The lines to copy are those holding the string "records" in the entries below.

[[ Recorded information open ]]

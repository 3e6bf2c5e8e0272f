//! Pie mesh: a flat disc with one slice cut out
//!
//! Stand-in for the loaded character model. The disc lies in the XZ plane,
//! centered on the origin.

use std::f32::consts::TAU;

use piefall_math::Vec3;

use super::MeshData;

/// Dimensions of a pie mesh
#[derive(Clone, Copy, Debug, PartialEq)]
pub struct PieShape {
    pub radius: f32,
    pub thickness: f32,
    /// Number of rim segments over the full circle
    pub segments: u32,
    /// Angle of the missing slice in radians (0 for a whole pie)
    pub missing_slice: f32,
}

impl Default for PieShape {
    fn default() -> Self {
        Self {
            radius: 1.5,
            thickness: 0.5,
            segments: 32,
            missing_slice: TAU / 8.0,
        }
    }
}

/// Build a pie mesh
pub fn pie_mesh(shape: &PieShape) -> MeshData {
    let h = shape.thickness * 0.5;
    let r = shape.radius;
    let missing = shape.missing_slice.clamp(0.0, TAU * 0.75);
    let start = missing * 0.5;
    let sweep = TAU - missing;

    // Keep the angular resolution of the full circle
    let steps = ((shape.segments.max(3) as f32) * sweep / TAU).ceil().max(1.0) as u32;

    let top_center = Vec3::new(0.0, h, 0.0);
    let bottom_center = Vec3::new(0.0, -h, 0.0);
    let rim = |theta: f32, y: f32| Vec3::new(r * theta.cos(), y, r * theta.sin());

    let mut mesh = MeshData::with_capacity(steps as usize * 14 + 8, steps as usize * 18 + 12);
    for i in 0..steps {
        let a = start + sweep * i as f32 / steps as f32;
        let b = start + sweep * (i + 1) as f32 / steps as f32;

        mesh.push_triangle(top_center, rim(b, h), rim(a, h));
        mesh.push_triangle(bottom_center, rim(a, -h), rim(b, -h));
        mesh.push_quad(rim(a, -h), rim(a, h), rim(b, h), rim(b, -h));
    }

    // Cut faces where the slice was removed
    if missing > 0.0 {
        let end = start + sweep;
        mesh.push_quad(bottom_center, top_center, rim(start, h), rim(start, -h));
        mesh.push_quad(bottom_center, rim(end, -h), rim(end, h), top_center);
    }

    mesh
}
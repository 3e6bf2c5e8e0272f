//! Falling object records

use piefall_math::Vec3;
use rand::Rng;
use serde::{Serialize, Deserialize};
use slotmap::new_key_type;

use crate::config::{KindConfig, KindConfigError};

new_key_type! {
    /// Key to a falling object in the [`FallWorld`](crate::FallWorld)
    ///
    /// Objects are never removed, so a key stays valid for the lifetime of
    /// the world and doubles as the identity used to skip self-comparison.
    pub struct ObjectKey;

    /// Handle to a loaded asset template (mesh or glyph geometry)
    ///
    /// Every object instantiated from the same template shares its handle.
    pub struct TemplateId;
}

/// What kind of falling object this is
#[derive(Clone, Copy, Debug, PartialEq, Eq, Hash, Serialize, Deserialize)]
#[serde(rename_all = "lowercase")]
pub enum ObjectKind {
    /// Instance of the loaded 3D model
    Model,
    /// Extruded text slab
    Text,
}

impl ObjectKind {
    /// All kinds, in spawn order
    pub const ALL: [ObjectKind; 2] = [ObjectKind::Model, ObjectKind::Text];

    /// Lowercase name used in config and logs
    pub fn name(&self) -> &'static str {
        match self {
            ObjectKind::Model => "model",
            ObjectKind::Text => "text",
        }
    }
}

impl std::fmt::Display for ObjectKind {
    fn fmt(&self, f: &mut std::fmt::Formatter<'_>) -> std::fmt::Result {
        f.write_str(self.name())
    }
}

/// Position, Euler rotation and uniform scale of an object
#[derive(Clone, Copy, Debug, PartialEq, Serialize, Deserialize)]
pub struct Transform {
    /// Position in world space
    pub position: Vec3,
    /// XYZ Euler angles in radians
    pub rotation: Vec3,
    /// Uniform scale factor
    pub scale: f32,
}

impl Default for Transform {
    fn default() -> Self {
        Self::from_position(Vec3::ZERO)
    }
}

impl Transform {
    /// Create a transform with just a position
    pub fn from_position(position: Vec3) -> Self {
        Self {
            position,
            rotation: Vec3::ZERO,
            scale: 1.0,
        }
    }

    /// Model matrix for rendering
    pub fn matrix(&self) -> piefall_math::Mat4 {
        piefall_math::mat4::model_matrix(self.position, self.rotation, self.scale)
    }
}

/// A decorative object that falls, spins and respawns forever
///
/// `rotation_speed` and `fall_speed` are fixed at creation; only the
/// transform changes afterwards.
#[derive(Clone, Debug)]
pub struct FallingBody {
    /// Current transform (mutated by integration, separation and recycling)
    pub transform: Transform,
    rotation_speed: Vec3,
    fall_speed: f32,
    kind: ObjectKind,
    template: TemplateId,
}

impl FallingBody {
    /// Create a body with explicit motion parameters
    ///
    /// `fall_speed` must be positive and finite so the body always reaches
    /// its recycle bound.
    pub fn new(
        kind: ObjectKind,
        template: TemplateId,
        position: Vec3,
        rotation_speed: Vec3,
        fall_speed: f32,
    ) -> Result<Self, KindConfigError> {
        if !(fall_speed > 0.0 && fall_speed.is_finite()) {
            return Err(KindConfigError::NonPositiveFallSpeed(fall_speed));
        }
        Ok(Self {
            transform: Transform::from_position(position),
            rotation_speed,
            fall_speed,
            kind,
            template,
        })
    }

    /// Create a body with speeds and position drawn from a kind configuration
    ///
    /// Fails only if the configuration was not validated and produced a
    /// non-positive fall speed.
    pub fn spawn<R: Rng + ?Sized>(
        kind: ObjectKind,
        template: TemplateId,
        config: &KindConfig,
        rng: &mut R,
    ) -> Result<Self, KindConfigError> {
        let position = config.sample_spawn_position(rng);
        let rotation_speed = Vec3::new(
            config.rotation_speed_range.sample(rng),
            config.rotation_speed_range.sample(rng),
            config.rotation_speed_range.sample(rng),
        );
        let fall_speed = config.fall_speed_range.sample(rng);
        Ok(Self::new(kind, template, position, rotation_speed, fall_speed)?.with_scale(config.scale))
    }

    /// Set the uniform scale of this body
    pub fn with_scale(mut self, scale: f32) -> Self {
        self.transform.scale = scale;
        self
    }

    /// Set the initial rotation of this body
    pub fn with_rotation(mut self, rotation: Vec3) -> Self {
        self.transform.rotation = rotation;
        self
    }

    #[inline]
    pub fn position(&self) -> Vec3 {
        self.transform.position
    }

    #[inline]
    pub fn rotation(&self) -> Vec3 {
        self.transform.rotation
    }

    /// Per-tick Euler angle increments
    #[inline]
    pub fn rotation_speed(&self) -> Vec3 {
        self.rotation_speed
    }

    /// Per-tick downward distance
    #[inline]
    pub fn fall_speed(&self) -> f32 {
        self.fall_speed
    }

    #[inline]
    pub fn kind(&self) -> ObjectKind {
        self.kind
    }

    #[inline]
    pub fn template(&self) -> TemplateId {
        self.template
    }
}
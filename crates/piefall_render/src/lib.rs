//! Piefall Rendering Library
//!
//! This crate provides the wgpu-based pipeline that draws every falling
//! object as an instance of its template's mesh.
//!
//! ## Key Components
//!
//! - [`context::RenderContext`] - WGPU device, queue, and surface management
//! - [`camera::Camera`] - Fixed perspective camera looking down -Z
//! - [`pipeline::MeshPipeline`] - Instanced mesh rendering with lighting
//! - [`renderable::InstanceBatches`] - Converts the object registry to per-template instance data
//! - [`geometry`] - Procedural meshes for the model and text templates

pub mod camera;
pub mod context;
pub mod error;
pub mod geometry;
pub mod pipeline;
pub mod renderable;

pub use camera::Camera;
pub use error::RenderError;
pub use geometry::MeshData;
pub use renderable::{InstanceBatches, KindPalette, color_from_hex};

// Re-export simulation types for convenience
pub use piefall_physics::{FallWorld, FallingBody, ObjectKind, TemplateId};
//! Falling-object simulation for Piefall
//!
//! This crate provides the per-tick motion of decorative falling objects:
//! - Object records with immutable per-object speeds
//! - The object registry ([`FallWorld`])
//! - Motion integration (fall + spin)
//! - Pairwise proximity separation
//! - Recycling of objects that dropped below their kind's bound
//!
//! All speeds are "per tick": the simulation is frame-rate coupled and takes
//! no delta time.

pub mod body;
pub mod config;
pub mod integrate;
pub mod recycle;
pub mod separation;
pub mod world;

// Re-export commonly used types
pub use body::{FallingBody, ObjectKey, ObjectKind, TemplateId, Transform};
pub use config::{FallConfig, KindConfig, KindConfigError};
pub use integrate::integrate_all;
pub use recycle::recycle_all;
pub use separation::separate_all;
pub use world::{FallWorld, StepStats};
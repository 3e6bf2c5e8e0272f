//! Rendering pipeline components

pub mod mesh_pipeline;
pub mod types;

pub use mesh_pipeline::{GpuMesh, MeshPipeline};
pub use types::{InstanceRaw, MeshVertex, RenderUniforms};
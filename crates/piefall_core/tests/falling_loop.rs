//! Integration tests for the falling loop
//!
//! These tests drive a populated simulation through the frame driver and
//! check the behaviour a viewer would see:
//! 1. Objects fall monotonically when nothing recycles them
//! 2. Objects that fall out of view come back at the spawn height
//! 3. Per-object speeds never change, across recycles too
//! 4. Empty registries still render every frame
//! 5. Renderer errors and stop requests end the loop

use std::collections::HashMap;
use std::fmt;

use piefall_core::{
    FallConfig, FallWorld, FrameDriver, FrameLimit, KindConfig, NullRenderer, ObjectKey,
    ObjectKind, Renderer, Simulation, UniformRange, Vec3,
};

// ==================== Helpers ====================

fn driver_with(model: KindConfig, seed: u64) -> FrameDriver {
    let mut sim = Simulation::with_seed(FallConfig { model, text: None }, seed);
    let template = sim.register_template(ObjectKind::Model, "pie");
    sim.populate(template).expect("model config should be valid");
    FrameDriver::new(sim)
}

fn snapshot(world: &FallWorld) -> Vec<(ObjectKey, Vec3, Vec3, Vec3, f32)> {
    world
        .iter()
        .map(|(key, b)| (key, b.position(), b.rotation(), b.rotation_speed(), b.fall_speed()))
        .collect()
}

// ==================== Motion Tests ====================

/// Without a recycle bound every object falls on every tick
#[test]
fn test_fall_is_monotone_without_bound() {
    let config = KindConfig {
        count: 10,
        fall_speed_range: UniformRange::new(0.02, 0.05),
        recycle_bound_y: None,
        ..KindConfig::base_model()
    };
    let mut driver = driver_with(config, 11);
    assert_eq!(driver.simulation().world().len(), 10);

    let ticks = (55.0_f32 / 0.02).ceil() as u64;
    let mut previous: HashMap<ObjectKey, f32> = driver
        .simulation()
        .world()
        .iter()
        .map(|(key, b)| (key, b.position().y))
        .collect();

    for _ in 0..ticks {
        driver.tick(&mut NullRenderer).unwrap();
        for (key, body) in driver.simulation().world().iter() {
            let y = body.position().y;
            assert!(y < previous[&key], "{:?} did not fall: {} -> {}", key, previous[&key], y);
            previous.insert(key, y);
        }
    }
}

/// With bound -30 and spawn height fixed at 25, every object comes back
/// to the spawn height within (25 - (-30)) / 0.02 ticks
#[test]
fn test_every_object_returns_to_spawn_height() {
    let config = KindConfig {
        count: 10,
        fall_speed_range: UniformRange::new(0.02, 0.05),
        recycle_bound_y: Some(-30.0),
        spawn_range_y: UniformRange::fixed(25.0),
        ..KindConfig::base_model()
    };
    let mut driver = driver_with(config, 5);

    let mut last_y: HashMap<ObjectKey, f32> = HashMap::new();
    let mut returned: HashMap<ObjectKey, bool> = HashMap::new();
    let mut renderer = |world: &FallWorld| {
        for (key, body) in world.iter() {
            let y = body.position().y;
            if let Some(&prev) = last_y.get(&key) {
                if y > prev {
                    assert!(y >= 25.0, "respawned at {}", y);
                    returned.insert(key, true);
                }
            }
            last_y.insert(key, y);
        }
    };

    let ticks = ((25.0_f32 - -30.0) / 0.02).ceil() as u64;
    let frames = driver.run(&mut FrameLimit::new(ticks), &mut renderer).unwrap();
    assert_eq!(frames, ticks);

    let keys: Vec<ObjectKey> = driver.simulation().world().keys().collect();
    assert_eq!(keys.len(), 10);
    for key in keys {
        assert_eq!(returned.get(&key), Some(&true), "{:?} never came back", key);
    }
}

/// Fall and rotation speeds are fixed at creation
#[test]
fn test_speeds_survive_recycling() {
    let mut driver = driver_with(KindConfig::base_model(), 21);
    let before = snapshot(driver.simulation().world());

    // Long enough for every object to be recycled at least once
    driver.run(&mut FrameLimit::new(4000), &mut NullRenderer).unwrap();

    let after = snapshot(driver.simulation().world());
    assert_eq!(before.len(), after.len());
    for (b, a) in before.iter().zip(after.iter()) {
        assert_eq!(b.0, a.0);
        assert_eq!(b.3, a.3, "rotation speed changed");
        assert_eq!(b.4, a.4, "fall speed changed");
    }
}

/// Zero ticks leave the registry exactly as populated
#[test]
fn test_zero_ticks_change_nothing() {
    let mut sim = Simulation::with_seed(FallConfig::base(), 3);
    let template = sim.register_template(ObjectKind::Model, "pie");
    sim.populate(template).unwrap();
    let before = snapshot(sim.world());

    let mut driver = FrameDriver::new(sim);
    let frames = driver.run(&mut FrameLimit::new(0), &mut NullRenderer).unwrap();

    assert_eq!(frames, 0);
    assert_eq!(snapshot(driver.simulation().world()), before);
}

// ==================== Frame Tests ====================

/// An empty registry is a no-op tick that still renders once
#[test]
fn test_empty_registry_renders_each_frame() {
    let mut driver = FrameDriver::new(Simulation::with_seed(FallConfig::base(), 1));
    let mut renders = 0;

    let report = driver
        .tick(&mut |world: &FallWorld| {
            assert!(world.is_empty());
            renders += 1;
        })
        .unwrap();

    assert_eq!(renders, 1);
    assert_eq!(report.stats.moved, 0);
    assert!(driver.simulation().world().is_empty());
}

/// Objects populated between ticks join the loop on the next frame
#[test]
fn test_late_population() {
    let mut driver = FrameDriver::new(Simulation::with_seed(FallConfig::extended(), 9));
    driver.run(&mut FrameLimit::new(5), &mut NullRenderer).unwrap();

    let sim = driver.simulation_mut();
    let text = sim.register_template(ObjectKind::Text, "COMING SOON");
    sim.populate(text).unwrap();

    let report = driver.tick(&mut NullRenderer).unwrap();
    assert_eq!(report.frame, 5);
    assert_eq!(report.stats.moved, 2);
}

#[derive(Debug)]
struct SurfaceGone;

impl fmt::Display for SurfaceGone {
    fn fmt(&self, f: &mut fmt::Formatter<'_>) -> fmt::Result {
        write!(f, "surface gone")
    }
}

impl std::error::Error for SurfaceGone {}

struct FailingRenderer {
    fail_on: u32,
    frames: u32,
}

impl Renderer for FailingRenderer {
    type Error = SurfaceGone;

    fn render(&mut self, _world: &FallWorld) -> Result<(), Self::Error> {
        self.frames += 1;
        if self.frames == self.fail_on {
            return Err(SurfaceGone);
        }
        Ok(())
    }
}

/// A renderer error ends the run and is handed back to the host
#[test]
fn test_renderer_error_ends_run() {
    let mut driver = driver_with(KindConfig::base_model(), 2);
    let mut renderer = FailingRenderer { fail_on: 4, frames: 0 };

    let result = driver.run(&mut FrameLimit::new(10), &mut renderer);
    assert!(result.is_err());
    assert_eq!(renderer.frames, 4);
    // The failed frame is not counted
    assert_eq!(driver.frame_index(), 3);
}

/// A stop requested from another thread ends the run
#[test]
fn test_stop_from_another_thread() {
    let mut driver = driver_with(KindConfig::base_model(), 4);
    let stop = driver.stop_handle();

    let stopper = std::thread::spawn(move || stop.stop());
    stopper.join().unwrap();

    let frames = driver.run(&mut FrameLimit::new(1_000), &mut NullRenderer).unwrap();
    assert_eq!(frames, 0);
    assert!(driver.stop_handle().is_stopped());
}
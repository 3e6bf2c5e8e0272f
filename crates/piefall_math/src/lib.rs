//! Math library for Piefall
//!
//! Small, dependency-light types shared by the simulation and the renderer.
//!
//! ## Core Types
//!
//! - [`Vec3`] - 3D vector with x, y, z components (also used for Euler angles)
//! - [`Mat4`] - column-major 4x4 matrix for model transforms
//! - [`UniformRange`] - half-open interval that can be sampled uniformly

mod vec3;
pub mod mat4;
pub mod range;

pub use vec3::Vec3;
pub use mat4::Mat4;
pub use range::UniformRange;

[[ Recorded information closed ]]

[Answer box]
//! Falling object records
//! - Object records with immutable per-object speeds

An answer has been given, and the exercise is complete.